Tak terasa, empat tahun sudah aku melewati hidup di rumah kecil penuh rasa itu. Gudang sejarah yang mengilhamiku melihat dunia sesungguhnya. Sebuah ketersesatan yang mengantarkanku menemukan cahaya benderang. Kesederhanaannya menyadarkanku kalau hidup tanpa pujian sangat menentramkan. Semalam, 8 Desember 2015, di malam puncak peringatan pendiriannya, semangatku berkobar lagi. Kulihat jejakku yang berlalu, aku bersyukur dan bangga memilih menjadi bagian dari organisasi pecandu aksara itu sejak berdiri tahun 1995. Sakaulah aku. Lika-liku prosesnya pun telah aku lewati semampuku, demi aku juga. Telah kuberikan seada dan semampuku. Prinsipku: memberi sebanyak mungkin, sama dengan menerima sebanyak mungkin. Keyakinan itu aku pegang.

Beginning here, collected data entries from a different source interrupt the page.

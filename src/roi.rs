//
// roi.rs
// Nifti-Rtstruct-rs
//
// Turns label metadata into resolved ROI records and submits one boolean region per label to a
// structure-set document.
//
// Thales Matheus Mendonça Santos - November 2025

use ndarray::{Array3, ArrayView3};

use crate::color::{self, Palette, Rainbow};
use crate::document::StructureSetDocument;
use crate::error::Result;
use crate::models::{LabelSpec, ResolvedLabel};

/// Settle name, value, and color for every spec, in order.
///
/// A spec without a value takes its position in `specs`; a spec without a display name uses its
/// key; a spec without a color gets one derived from its key.
pub fn resolve_labels(specs: &[LabelSpec], palette: &dyn Palette) -> Vec<ResolvedLabel> {
    specs
        .iter()
        .enumerate()
        .map(|(index, spec)| ResolvedLabel {
            key: spec.key.clone(),
            name: spec.display_name.clone().unwrap_or_else(|| spec.key.clone()),
            value: spec.value.unwrap_or(index as i64),
            color: color::resolve(spec.color, &spec.key, palette),
        })
        .collect()
}

/// Voxels equal to `value`, with the first two axes swapped: `(x, y, z)` becomes `(y, x, z)`.
///
/// NIfTI volumes are stored column-first; structure sets expect `(row, column, slice)`.
pub fn region_mask(volume: ArrayView3<'_, f64>, value: i64) -> Array3<bool> {
    let target = value as f64;
    volume
        .mapv(|v| v == target)
        .permuted_axes([1, 0, 2])
        .as_standard_layout()
        .into_owned()
}

/// Add one ROI per spec to `document`, in spec order, with exact contours.
pub fn build<D>(
    volume: ArrayView3<'_, f64>,
    specs: &[LabelSpec],
    document: &mut D,
) -> Result<Vec<ResolvedLabel>>
where
    D: StructureSetDocument + ?Sized,
{
    build_with_palette(volume, specs, document, &Rainbow)
}

pub fn build_with_palette<D>(
    volume: ArrayView3<'_, f64>,
    specs: &[LabelSpec],
    document: &mut D,
    palette: &dyn Palette,
) -> Result<Vec<ResolvedLabel>>
where
    D: StructureSetDocument + ?Sized,
{
    let labels = resolve_labels(specs, palette);

    for label in &labels {
        let mask = region_mask(volume, label.value);
        document.add_roi(mask.view(), label.color, &label.name, false)?;
    }

    Ok(labels)
}
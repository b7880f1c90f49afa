use std::path::Path;

use ndarray::ArrayView3;

use crate::error::Result;
use crate::models::Rgb;

/// A structure-set document that accumulates ROIs for one reference image series.
///
/// ROI building and post-processing only go through this trait, so the DICOM encoding stays an
/// implementation detail of [`crate::rtstruct::RtStruct`].
pub trait StructureSetDocument {
    /// Add one ROI. `mask` is indexed `(row, column, slice)` in reference series order.
    fn add_roi(
        &mut self,
        mask: ArrayView3<'_, bool>,
        color: Rgb,
        name: &str,
        approximate_contours: bool,
    ) -> Result<()>;

    /// Frame of reference of the first slice of the reference series.
    fn reference_frame_of_reference_uid(&self) -> Option<String>;

    /// Point every frame-of-reference record and every ROI at `uid`.
    fn rebind_frame_of_reference(&mut self, uid: &str);

    fn set_series_description(&mut self, description: &str);

    /// `date` is `YYYYMMDD`, `time` is `HHMMSS`.
    fn stamp_series_datetime(&mut self, date: &str, time: &str);

    fn save(&self, path: &Path) -> Result<()>;
}
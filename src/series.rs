//
// series.rs
// Nifti-Rtstruct-rs
//
// Loads the reference image series a structure set is anchored to, sorted along the slice normal,
// and maps pixel indices to patient coordinates.
//
// Thales Matheus Mendonça Santos - November 2025

use std::path::{Path, PathBuf};

use dicom_dictionary_std::tags;
use dicom_object::{InMemDicomObject, OpenFileOptions};
use tracing::{debug, info};
use walkdir::WalkDir;

use crate::dicom_access::ElementAccess;
use crate::error::{Error, Result};

/// Geometry and identity of one image of the reference series.
#[derive(Debug, Clone, PartialEq)]
pub struct SeriesSlice {
    pub path: PathBuf,
    pub sop_class_uid: String,
    pub sop_instance_uid: String,
    pub frame_of_reference_uid: Option<String>,
    pub rows: u32,
    pub columns: u32,
    /// ImagePositionPatient, the center of the first transmitted pixel.
    pub position: [f64; 3],
    /// ImageOrientationPatient: row direction cosines, then column direction cosines.
    pub orientation: [f64; 6],
    /// PixelSpacing: spacing between rows, then between columns.
    pub pixel_spacing: [f64; 2],
}

impl SeriesSlice {
    fn from_object(obj: &InMemDicomObject, path: &Path) -> Option<Self> {
        let position = fixed::<3>(obj.element_f64s(tags::IMAGE_POSITION_PATIENT)?)?;
        let orientation = obj
            .element_f64s(tags::IMAGE_ORIENTATION_PATIENT)
            .and_then(fixed::<6>)
            .unwrap_or([1.0, 0.0, 0.0, 0.0, 1.0, 0.0]);
        let pixel_spacing = obj
            .element_f64s(tags::PIXEL_SPACING)
            .and_then(fixed::<2>)
            .unwrap_or([1.0, 1.0]);

        Some(Self {
            path: path.to_path_buf(),
            sop_class_uid: obj.element_str(tags::SOP_CLASS_UID)?,
            sop_instance_uid: obj.element_str(tags::SOP_INSTANCE_UID)?,
            frame_of_reference_uid: obj.element_str(tags::FRAME_OF_REFERENCE_UID),
            rows: obj.element_u32(tags::ROWS)?,
            columns: obj.element_u32(tags::COLUMNS)?,
            position,
            orientation,
            pixel_spacing,
        })
    }

    /// Unit normal of the image plane (row direction x column direction).
    pub fn normal(&self) -> [f64; 3] {
        let [rx, ry, rz, cx, cy, cz] = self.orientation;
        [ry * cz - rz * cy, rz * cx - rx * cz, rx * cy - ry * cx]
    }

    /// Position of the slice along its normal.
    pub fn location(&self) -> f64 {
        let n = self.normal();
        self.position.iter().zip(n).map(|(p, n)| p * n).sum()
    }

    /// Patient coordinates (mm) of the pixel at column `x`, row `y`.
    pub fn to_patient(&self, x: f64, y: f64) -> [f64; 3] {
        let [rx, ry, rz, cx, cy, cz] = self.orientation;
        let [row_spacing, column_spacing] = self.pixel_spacing;
        let (dx, dy) = (x * column_spacing, y * row_spacing);
        [
            self.position[0] + dx * rx + dy * cx,
            self.position[1] + dx * ry + dy * cy,
            self.position[2] + dx * rz + dy * cz,
        ]
    }
}

/// The reference image series, sorted by slice location (ascending).
#[derive(Debug, Clone)]
pub struct ReferenceSeries {
    path: PathBuf,
    slices: Vec<SeriesSlice>,
    /// Dataset of the first slice, source of patient and study attributes.
    first: InMemDicomObject,
}

impl ReferenceSeries {
    /// Read every DICOM image below `path`. Files that do not parse, or carry no image
    /// position, are skipped.
    pub fn load(path: &Path) -> Result<Self> {
        if !path.exists() {
            return Err(Error::PathNotFound(path.to_path_buf()));
        }
        info!("Loading reference series {}", path.display());

        let mut images: Vec<(SeriesSlice, InMemDicomObject)> = WalkDir::new(path)
            .sort_by_file_name()
            .into_iter()
            .filter_map(|e| e.ok())
            .filter(|e| e.file_type().is_file())
            .filter_map(|e| {
                let obj = OpenFileOptions::new()
                    .read_until(tags::PIXEL_DATA)
                    .open_file(e.path())
                    .map_err(|err| debug!("Skipping {}: {}", e.path().display(), err))
                    .ok()?
                    .into_inner();
                let slice = SeriesSlice::from_object(&obj, e.path())?;
                Some((slice, obj))
            })
            .collect();

        if images.is_empty() {
            return Err(Error::Series {
                path: path.to_path_buf(),
                reason: "no DICOM images with an image position were found".to_string(),
            });
        }

        images.sort_by(|a, b| a.0.location().total_cmp(&b.0.location()));
        let first = images[0].1.clone();
        let slices = images.into_iter().map(|(slice, _)| slice).collect::<Vec<_>>();
        info!("Reference series has {} slices", slices.len());

        Ok(Self {
            path: path.to_path_buf(),
            slices,
            first,
        })
    }

    pub fn path(&self) -> &Path {
        &self.path
    }

    pub fn slices(&self) -> &[SeriesSlice] {
        &self.slices
    }

    pub fn first_dataset(&self) -> &InMemDicomObject {
        &self.first
    }

    /// `(rows, columns, slices)`, the shape ROI masks must have.
    pub fn mask_shape(&self) -> [usize; 3] {
        let first = &self.slices[0];
        [first.rows as usize, first.columns as usize, self.slices.len()]
    }

    pub fn frame_of_reference_uid(&self) -> Option<&str> {
        self.slices[0].frame_of_reference_uid.as_deref()
    }

    pub fn study_instance_uid(&self) -> Option<String> {
        self.first.element_str(tags::STUDY_INSTANCE_UID)
    }

    pub fn series_instance_uid(&self) -> Option<String> {
        self.first.element_str(tags::SERIES_INSTANCE_UID)
    }
}

fn fixed<const N: usize>(values: Vec<f64>) -> Option<[f64; N]> {
    values.get(..N)?.try_into().ok()
}
use chrono::Local;
use dicom_core::value::DataSetSequence;
use dicom_core::{DataElement, PrimitiveValue, Tag, VR};
use dicom_dictionary_std::{tags, StandardDataDictionary};
use dicom_object::mem::InMemElement;
use dicom_object::{open_file, FileDicomObject, FileMetaTableBuilder, InMemDicomObject};
use dicom::transfer_syntax::entries::EXPLICIT_VR_LITTLE_ENDIAN;
use ndarray::ArrayView3;
use tracing::{info, warn};

use crate::contour::{self, PixelContour};
use crate::dicom_access::ElementAccess;
use crate::document::StructureSetDocument;
use crate::error::{BoxError, Error, Result};
use crate::models::Rgb;
use crate::series::{ReferenceSeries, SeriesSlice};
use crate::uid::generate_uid;

/// RT Structure Set Storage.
pub const RT_STRUCTURE_SET_STORAGE: &str = "1.2.840.10008.5.1.4.1.1.481.3";
/// Detached Study Management, the class referenced by RTReferencedStudySequence items.
const DETACHED_STUDY_MANAGEMENT: &str = "1.2.840.10008.3.1.2.3.1";
const MANUFACTURER: &str = "nifti-rtstruct";

// RT Structure Set module attributes (group 3006).
pub const STRUCTURE_SET_LABEL: Tag = Tag(0x3006, 0x0002);
pub const STRUCTURE_SET_DATE: Tag = Tag(0x3006, 0x0008);
pub const STRUCTURE_SET_TIME: Tag = Tag(0x3006, 0x0009);
pub const REFERENCED_FRAME_OF_REFERENCE_SEQUENCE: Tag = Tag(0x3006, 0x0010);
pub const RT_REFERENCED_STUDY_SEQUENCE: Tag = Tag(0x3006, 0x0012);
pub const RT_REFERENCED_SERIES_SEQUENCE: Tag = Tag(0x3006, 0x0014);
pub const CONTOUR_IMAGE_SEQUENCE: Tag = Tag(0x3006, 0x0016);
pub const STRUCTURE_SET_ROI_SEQUENCE: Tag = Tag(0x3006, 0x0020);
pub const ROI_NUMBER: Tag = Tag(0x3006, 0x0022);
pub const REFERENCED_FRAME_OF_REFERENCE_UID: Tag = Tag(0x3006, 0x0024);
pub const ROI_NAME: Tag = Tag(0x3006, 0x0026);
pub const ROI_DISPLAY_COLOR: Tag = Tag(0x3006, 0x002A);
pub const ROI_GENERATION_ALGORITHM: Tag = Tag(0x3006, 0x0036);
pub const ROI_CONTOUR_SEQUENCE: Tag = Tag(0x3006, 0x0039);
pub const CONTOUR_SEQUENCE: Tag = Tag(0x3006, 0x0040);
pub const CONTOUR_GEOMETRIC_TYPE: Tag = Tag(0x3006, 0x0042);
pub const NUMBER_OF_CONTOUR_POINTS: Tag = Tag(0x3006, 0x0046);
pub const CONTOUR_DATA: Tag = Tag(0x3006, 0x0050);
pub const RT_ROI_OBSERVATIONS_SEQUENCE: Tag = Tag(0x3006, 0x0080);
pub const OBSERVATION_NUMBER: Tag = Tag(0x3006, 0x0082);
pub const REFERENCED_ROI_NUMBER: Tag = Tag(0x3006, 0x0084);
pub const RT_ROI_INTERPRETED_TYPE: Tag = Tag(0x3006, 0x00A4);
pub const ROI_INTERPRETER: Tag = Tag(0x3006, 0x00A6);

Buktinya kini, jika bukan karena LPMH-UH, mungkin aku tak akan bisa menyusun kata menjadi kalimat, hingga akhirnya menjadi sebuh tulisan, seperti ini. 

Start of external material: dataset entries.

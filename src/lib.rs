//
// lib.rs
// Nifti-Rtstruct-rs
//
// Exposes the crate's modules and re-exports the CLI entry point for both binary and library consumers.
//
// Thales Matheus Mendonça Santos - November 2025

// Loading and classification of NIfTI volumes, label transforms, and structure set writing.
pub mod classify;
pub mod cli;
pub mod color;
pub mod config;
pub mod contour;
pub mod convert;
pub mod dicom_access;
pub mod document;
pub mod error;
pub mod file;
pub mod models;
pub mod patch;
pub mod remap;
pub mod roi;
pub mod rtstruct;
pub mod scan;
pub mod series;
pub mod uid;

pub use cli::{run as run_cli, Cli, Commands};
pub use convert::convert_masks_to_rtstruct;
pub use error::{Error, Result};
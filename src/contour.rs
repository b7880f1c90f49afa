use image::{GrayImage, Luma};
use imageproc::contours::{find_contours, BorderType};
use ndarray::{ArrayView2, ArrayView3, Axis};
use rayon::prelude::*;

/// One traced border in pixel coordinates, `(column, row)` per point.
#[derive(Debug, Clone, PartialEq, Eq)]
pub struct PixelContour {
    pub points: Vec<(u32, u32)>,
    pub is_hole: bool,
}

/// Every border (outer and hole) of the set pixels of a `(rows, columns)` slice.
///
/// Points follow the traced boundary pixel by pixel; nothing is approximated. The slice is traced
/// inside a one pixel background frame so regions touching the edge are still closed borders.
pub fn slice_contours(mask: ArrayView2<'_, bool>) -> Vec<PixelContour> {
    let (rows, columns) = mask.dim();
    if rows == 0 || columns == 0 || !mask.iter().any(|&v| v) {
        return Vec::new();
    }

    let image = GrayImage::from_fn(columns as u32 + 2, rows as u32 + 2, |x, y| {
        let inside = (1..=columns as u32).contains(&x) && (1..=rows as u32).contains(&y);
        if inside && mask[[y as usize - 1, x as usize - 1]] {
            Luma([255])
        } else {
            Luma([0])
        }
    });

    find_contours::<u32>(&image)
        .into_iter()
        .filter(|c| !c.points.is_empty())
        .map(|c| PixelContour {
            points: c.points.iter().map(|p| (p.x - 1, p.y - 1)).collect(),
            is_hole: c.border_type == BorderType::Hole,
        })
        .collect()
}

/// Contours of every slice of a `(rows, columns, slices)` mask, indexed by slice.
pub fn volume_contours(mask: ArrayView3<'_, bool>) -> Vec<Vec<PixelContour>> {
    let slices: Vec<ArrayView2<'_, bool>> = mask.axis_iter(Axis(2)).collect();
    slices.into_par_iter().map(slice_contours).collect()
}

#[cfg(test)]
mod tests {
    use super::*;
    use ndarray::{Array2, Array3};

    #[test]
    fn empty_slice_has_no_contours() {
        let mask = Array2::from_elem((4, 4), false);
        assert!(slice_contours(mask.view()).is_empty());
    }

    #[test]
    fn square_traces_its_full_boundary() {
        let mut mask = Array2::from_elem((6, 6), false);
        for r in 1..4 {
            for c in 2..5 {
                mask[[r, c]] = true;
            }
        }

        let contours = slice_contours(mask.view());
        assert_eq!(contours.len(), 1);
        assert!(!contours[0].is_hole);

        // 3x3 block: every pixel but the center lies on the border.
        let mut points = contours[0].points.clone();
        points.sort_unstable();
        points.dedup();
        assert_eq!(points.len(), 8);
        assert!(points.iter().all(|&(x, y)| (2..5).contains(&x) && (1..4).contains(&y)));
        assert!(!points.contains(&(3, 2)));
    }

    #[test]
    fn ring_has_an_outer_border_and_a_hole() {
        let mut mask = Array2::from_elem((7, 7), false);
        for r in 1..6 {
            for c in 1..6 {
                mask[[r, c]] = !(r == 3 && c == 3);
            }
        }

        let contours = slice_contours(mask.view());
        assert_eq!(contours.iter().filter(|c| !c.is_hole).count(), 1);
        assert_eq!(contours.iter().filter(|c| c.is_hole).count(), 1);
    }

    #[test]
    fn rows_and_columns_are_not_swapped() {
        // A horizontal bar on row 1: all points share y == 1.
        let mut mask = Array2::from_elem((3, 5), false);
        for c in 0..5 {
            mask[[1, c]] = true;
        }

        let contours = slice_contours(mask.view());
        assert_eq!(contours.len(), 1);
        assert!(contours[0].points.iter().all(|&(_, y)| y == 1));
        assert!(contours[0].points.iter().any(|&(x, _)| x == 4));
    }

    #[test]
    fn full_slice_region_is_one_outer_border() {
        let mask = Array2::from_elem((4, 4), true);

        let contours = slice_contours(mask.view());
        assert_eq!(contours.len(), 1);
        assert!(!contours[0].is_hole);

        let mut points = contours[0].points.clone();
        points.sort_unstable();
        points.dedup();
        // The 12 edge pixels of a 4x4 slice.
        assert_eq!(points.len(), 12);
        assert!(points.contains(&(0, 0)));
        assert!(points.contains(&(3, 3)));
        assert!(!points.contains(&(1, 1)));
    }

    #[test]
    fn corner_pixel_is_an_outer_border() {
        let mut mask = Array2::from_elem((3, 3), false);
        mask[[0, 0]] = true;

        let contours = slice_contours(mask.view());
        assert_eq!(
            contours,
            vec![PixelContour {
                points: vec![(0, 0)],
                is_hole: false,
            }]
        );
    }

    #[test]
    fn filled_volume_has_a_contour_on_every_slice() {
        let mask = Array3::from_elem((4, 4, 2), true);
        let counts: Vec<usize> = volume_contours(mask.view()).iter().map(Vec::len).collect();
        assert_eq!(counts, vec![1, 1]);
    }

    #[test]
    fn volume_contours_keep_slice_order() {
        let mut mask = Array3::from_elem((3, 3, 3), false);
        mask[[1, 1, 0]] = true;
        mask[[0, 0, 2]] = true;
        mask[[2, 2, 2]] = true;

        let contours = volume_contours(mask.view());
        assert_eq!(contours.len(), 3);
        assert_eq!(contours[0].len(), 1);
        assert!(contours[1].is_empty());
        assert_eq!(contours[2].len(), 2);
        assert_eq!(contours[0][0].points, vec![(1, 1)]);
    }
}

Yang pasti, tak ada yang kebetulan. Kita telah membuat pilihan, dan Tuhan-lah yang  menentukan hasil akhirnya. Pun, tak ada sesuatu yang kita lalukan tanpa alasan. Sama sepertiku dan rumah kecil. Jika suatu saat ada seseorang yang bertanya mengapa aku menulis, meski tak pasti ada seorang pun yang membacanya, maka alasannya sebab aku ingin berbakti untuk rumah kecilku. Kurasa sia-sia saja memunguti huruf-huruf di sana selama empat tahun, jika akhirnya aku tak menyusunnya kembali. Aku ingin menulis bukan karena diriku, tapi untuk hidup dan kehidupan. Bagiku, menulis adalah senjata. Aku telah memperolehnya dari rumah kecil. Di waktu-waktu mendatang, aku akan berperang dengan senjata itu. Membagi cahaya-Nya, melawan orang-orang yang menampikkan kebenaran, dan membersihkan sejarah dari peluru-peluru senjata para pendusta. Menulis demi manusia dan kemanusiaan visiku. Kujalani pilihan hidup begini dengan tekad yang kuat. Semoga. Amin. 

Terima kasih rumah kecil; kepada semua orang yang pernah seatap denganku di sana. Abadilah! Aku mengabadikan kita!